**STORED DATA:**
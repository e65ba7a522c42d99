// ============================
// authgate-lib/src/user.rs
// ============================
//! User account model.
use authgate_common::UserBody;
use chrono::{DateTime, Utc};
use serde::{Deserialize, Serialize};
use uuid::Uuid;

/// A stored user account
#[derive(Debug, Clone, PartialEq, Eq, Serialize, Deserialize)]
pub struct User {
    pub id: Uuid,
    pub email: String,
    /// PHC string produced by a [`SecretHasher`](crate::auth::SecretHasher)
    pub hashed_password: String,
    #[serde(default)]
    pub first_name: Option<String>,
    #[serde(default)]
    pub last_name: Option<String>,
    #[serde(default)]
    pub session_id: Option<String>,
    #[serde(default)]
    pub reset_token: Option<String>,
    pub created_at: DateTime<Utc>,
    pub updated_at: DateTime<Utc>,
}

impl User {
    /// Create a fresh account with a random id
    pub fn new(email: impl Into<String>, hashed_password: impl Into<String>) -> Self {
        let now = Utc::now();
        Self {
            id: Uuid::new_v4(),
            email: email.into(),
            hashed_password: hashed_password.into(),
            first_name: None,
            last_name: None,
            session_id: None,
            reset_token: None,
            created_at: now,
            updated_at: now,
        }
    }

    /// Human readable name built from whatever the account carries
    pub fn display_name(&self) -> String {
        match (self.first_name.as_deref(), self.last_name.as_deref()) {
            (Some(first), Some(last)) => format!("{first} {last}"),
            (Some(first), None) => first.to_string(),
            (None, Some(last)) => last.to_string(),
            (None, None) => self.email.clone(),
        }
    }

    /// Public JSON view
    pub fn to_body(&self) -> UserBody {
        UserBody {
            id: self.id.to_string(),
            email: self.email.clone(),
            first_name: self.first_name.clone(),
            last_name: self.last_name.clone(),
            created_at: self.created_at.to_rfc3339(),
            updated_at: self.updated_at.to_rfc3339(),
        }
    }
}

/// Lookup key for [`UserStore::find_user_by`](crate::storage::UserStore::find_user_by)
#[derive(Debug, Clone, PartialEq, Eq)]
pub enum UserQuery {
    Id(Uuid),
    Email(String),
    SessionId(String),
    ResetToken(String),
}

impl UserQuery {
    pub fn matches(&self, user: &User) -> bool {
        match self {
            UserQuery::Id(id) => user.id == *id,
            UserQuery::Email(email) => user.email == *email,
            UserQuery::SessionId(sid) => user.session_id.as_deref() == Some(sid.as_str()),
            UserQuery::ResetToken(token) => user.reset_token.as_deref() == Some(token.as_str()),
        }
    }
}

/// Partial update applied by [`UserStore::update_user`](crate::storage::UserStore::update_user)
///
/// `None` leaves a field untouched; `Some(None)` clears an optional field.
#[derive(Debug, Clone, Default, PartialEq, Eq)]
pub struct UserUpdate {
    pub hashed_password: Option<String>,
    pub session_id: Option<Option<String>>,
    pub reset_token: Option<Option<String>>,
}

impl UserUpdate {
    pub fn session_id(session_id: Option<String>) -> Self {
        Self { session_id: Some(session_id), ..Self::default() }
    }

    pub fn reset_token(reset_token: Option<String>) -> Self {
        Self { reset_token: Some(reset_token), ..Self::default() }
    }

    /// New password hash; also consumes any pending reset token
    pub fn password_reset(hashed_password: String) -> Self {
        Self {
            hashed_password: Some(hashed_password),
            reset_token: Some(None),
            ..Self::default()
        }
    }

    pub(crate) fn apply(self, user: &mut User) {
        if let Some(hash) = self.hashed_password {
            user.hashed_password = hash;
        }
        if let Some(sid) = self.session_id {
            user.session_id = sid;
        }
        if let Some(token) = self.reset_token {
            user.reset_token = token;
        }
        user.updated_at = Utc::now();
    }
}
// ============================
// authgate-lib/src/auth/password.rs
// ============================
//! Password hashing and verification.
use scrypt::{
    password_hash::{rand_core::OsRng, PasswordHash, PasswordHasher, PasswordVerifier, SaltString},
    Params, Scrypt,
};

/// Slow, salted, one-way hashing of secrets
pub trait SecretHasher: Send + Sync {
    /// Hash `plain` into an opaque digest
    fn hash(&self, plain: &str) -> anyhow::Result<String>;

    /// Whether `plain` hashes to `digest`; a malformed digest never verifies
    fn verify(&self, digest: &str, plain: &str) -> bool {
        verify_password(digest, plain)
    }
}

/// scrypt hasher producing PHC strings (`$scrypt$ln=..,r=..,p=..$salt$hash`)
#[derive(Debug, Clone, Copy)]
pub struct ScryptHasher {
    params: Params,
}

impl Default for ScryptHasher {
    fn default() -> Self {
        Self { params: Params::recommended() }
    }
}

impl ScryptHasher {
    /// Hasher with cost `2^log_n`, keeping the recommended `r` and `p`
    pub fn with_log_n(log_n: u8) -> anyhow::Result<Self> {
        let params = Params::new(log_n, Params::RECOMMENDED_R, Params::RECOMMENDED_P, Params::RECOMMENDED_LEN)
            .map_err(|e| anyhow::anyhow!("invalid scrypt cost {log_n}: {e}"))?;
        Ok(Self { params })
    }
}

impl SecretHasher for ScryptHasher {
    fn hash(&self, plain: &str) -> anyhow::Result<String> {
        let salt = SaltString::generate(&mut OsRng);
        let hash = Scrypt
            .hash_password_customized(plain.as_bytes(), None, None, self.params, &salt)?
            .to_string();
        Ok(hash)
    }
}

/// Hash a password using scrypt with the recommended cost
pub fn hash_password(plain: &str) -> anyhow::Result<String> {
    ScryptHasher::default().hash(plain)
}

/// Verify a password against a hash
pub fn verify_password(hash: &str, plain: &str) -> bool {
    let parsed_hash = match PasswordHash::new(hash) {
        Ok(h) => h,
        Err(_) => return false,
    };
    Scrypt.verify_password(plain.as_bytes(), &parsed_hash).is_ok()
}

**PROBLEM STATEMENT:**
Look over the listing. Pull out every line with the string "Debug" in it.

**OUTPUT FOR THIS TASK:**
#[derive(Debug, Clone, PartialEq, Eq, Serialize, Deserialize)]
#[derive(Debug, Clone, PartialEq, Eq)]
#[derive(Debug, Clone, Default, PartialEq, Eq)]
#[derive(Debug, Clone, Copy)]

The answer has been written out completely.